Spiega Lodovico Giustiniani, presidente di Confagricoltura Veneto: “I distributori si stanno iniziando a muovere, ma la ripartenza è molto lenta. Alcuni ristoranti non hanno riaperto, altri fanno i conti con le misure del distanziamento sociale che riducono i posti. Inoltre anche da parte dei clienti c’è ancora un certo timore nel riprendere la vita di prima. Qualcosina si sta muovendo, ma la ripresa sarà immediata. Capiremo nel giro di un mese se il turismo locale riuscirà a sopperire alla mancanza degli stranieri. Se le intenzioni, come sembra, sono quelle di fare le vacanze in Veneto, anche le attività turistiche potrebbero riprendere quota e a cascata pure il mondo vitivinicolo veneto”.
“Siamo in grande difficoltà – sottolinea Christian Marchesini, presidente dei vitivinicoltori di Confagricoltura Veneto -. La ripartenza sarà molto lenta per tutti e quindi, oltre ad aver perso un 30 per cento delle vendite, relativo ai tre mesi di lockdown, abbiamo la certezza che una grande quantità di prodotto avanzato, vedi i vini d’annata e pronti da bere, non potrà più essere smaltita. Ci servono quindi misure urgenti per permetterci di avere liquidità e ridurre i costi di produzione. Chiediamo, innanzitutto, di abbassare il limite di produzione dei vini da tavola portandoli a 300 quintali per ettaro e senza deroghe. Crediamo molto anche nella distillazione di crisi, dando priorità ai vini dop e igp, che permetterebbe ai produttori di vendere il vino non di pregio ai distillatori per la conversione in alcol. Le cifre che ci hanno proposto, vale a dire 20 euro a ettogrado, sono però troppo basse per sostenere il mercato, così come i 400 euro a ettaro per la vendemmia verde, che andrebbero raddoppiati. Siamo comunque favorevoli a sostenere le iniziative consortili volte alla riduzione delle rese, ma sempre con priorità ai vini dop”.
Marchesini si augura comunque che il canale Horeca riprenda pian piano quota: “Vediamo tanta voglia di ricominciare, ma comprendiamo le difficoltà dei ristoratori e di tutti gli operatori del settore alle prese con tutte le normative legate all’emergenza Covid. A loro va la nostra massima solidarietà, con l’augurio che presto si possa tornare alla normalità, il che significherebbe ossigeno anche per le nostre aziende.

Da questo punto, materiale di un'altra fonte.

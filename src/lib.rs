//! Arbor library exports for testing

pub mod core;
pub mod surface;
pub mod tui;

#[cfg(test)]
pub mod test_support;
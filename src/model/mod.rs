//! Types that represent the input data model, such as `MonetaryRecord` and `Jurisdiction`.
mod amount;
mod category;
mod jurisdiction;
mod record;

pub use amount::{format_cents, round_cents, Amount, AmountError, AmountFormat};
pub use category::{Category, ExpenseCategory, IncomeCategory};
pub use jurisdiction::Jurisdiction;
pub use record::{read_records, ExpenseRecord, IncomeRecord, MonetaryRecord, DATE_FORMAT};
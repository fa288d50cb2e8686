use crate::Result;
use anyhow::Context;
use std::path::{Path, PathBuf};
use tokio::fs::ReadDir;

/// Write a file.
pub(crate) async fn write(path: impl AsRef<Path>, contents: impl AsRef<[u8]>) -> Result<()> {
    let path = path.as_ref();
    tokio::fs::write(path, contents)
        .await
        .context(format!("Unable to write to {}", path.to_string_lossy()))
}

/// Read a file to a `String`.
pub(crate) async fn read(path: &Path) -> Result<String> {
    tokio::fs::read_to_string(path)
        .await
        .with_context(|| format!("Failed to read file at {}", path.display()))
}

/// Read a file to bytes.
pub(crate) async fn read_bytes(path: &Path) -> Result<Vec<u8>> {
    tokio::fs::read(path)
        .await
        .with_context(|| format!("Failed to read file at {}", path.display()))
}

/// Create a directory and any missing parents.
pub(crate) async fn make_dir(path: impl AsRef<Path>) -> Result<()> {
    let path = path.as_ref();
    tokio::fs::create_dir_all(path)
        .await
        .with_context(|| format!("Unable to create directory at {}", path.to_string_lossy()))
}

/// Resolve `path` to an absolute path. The path must exist.
pub(crate) async fn canonicalize(path: impl AsRef<Path>) -> Result<PathBuf> {
    let path = path.as_ref();
    tokio::fs::canonicalize(path)
        .await
        .with_context(|| format!("Unable to resolve the path {}", path.to_string_lossy()))
}

/// Open a directory for reading, which fails if it does not exist.
pub(crate) async fn read_dir(path: impl AsRef<Path>) -> Result<ReadDir> {
    let path = path.as_ref();
    tokio::fs::read_dir(path)
        .await
        .with_context(|| format!("Unable to read directory {}", path.to_string_lossy()))
}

Le vendite nella grande distribuzione, che stanno andando bene, hanno ridotto il danno, ma solo in parte. Alcune aziende hanno tenuto, altre sono rimaste bloccate totalmente. Il vino venduto sugli scaffali è infatti di fascia medio bassa e quindi tutta la produzione di livello maggiore, destinata a occasioni conviviali, non ha avuto sbocchi. Anche la vendita diretta in cantina è stata sbloccata da poco, il che significa un altro 20 per cento perduto. Molte aziende hanno implementato le piattaforme per la vendita online, ma sono processi che per funzionare richiedono mesi. Nel frattempo le aziende si ritroveranno con grandi problemi finanziari perché, oltre ai mancati introiti, ci saranno anche molti crediti inesigibili a causa della chiusura o della crisi di ristoranti e hotel”.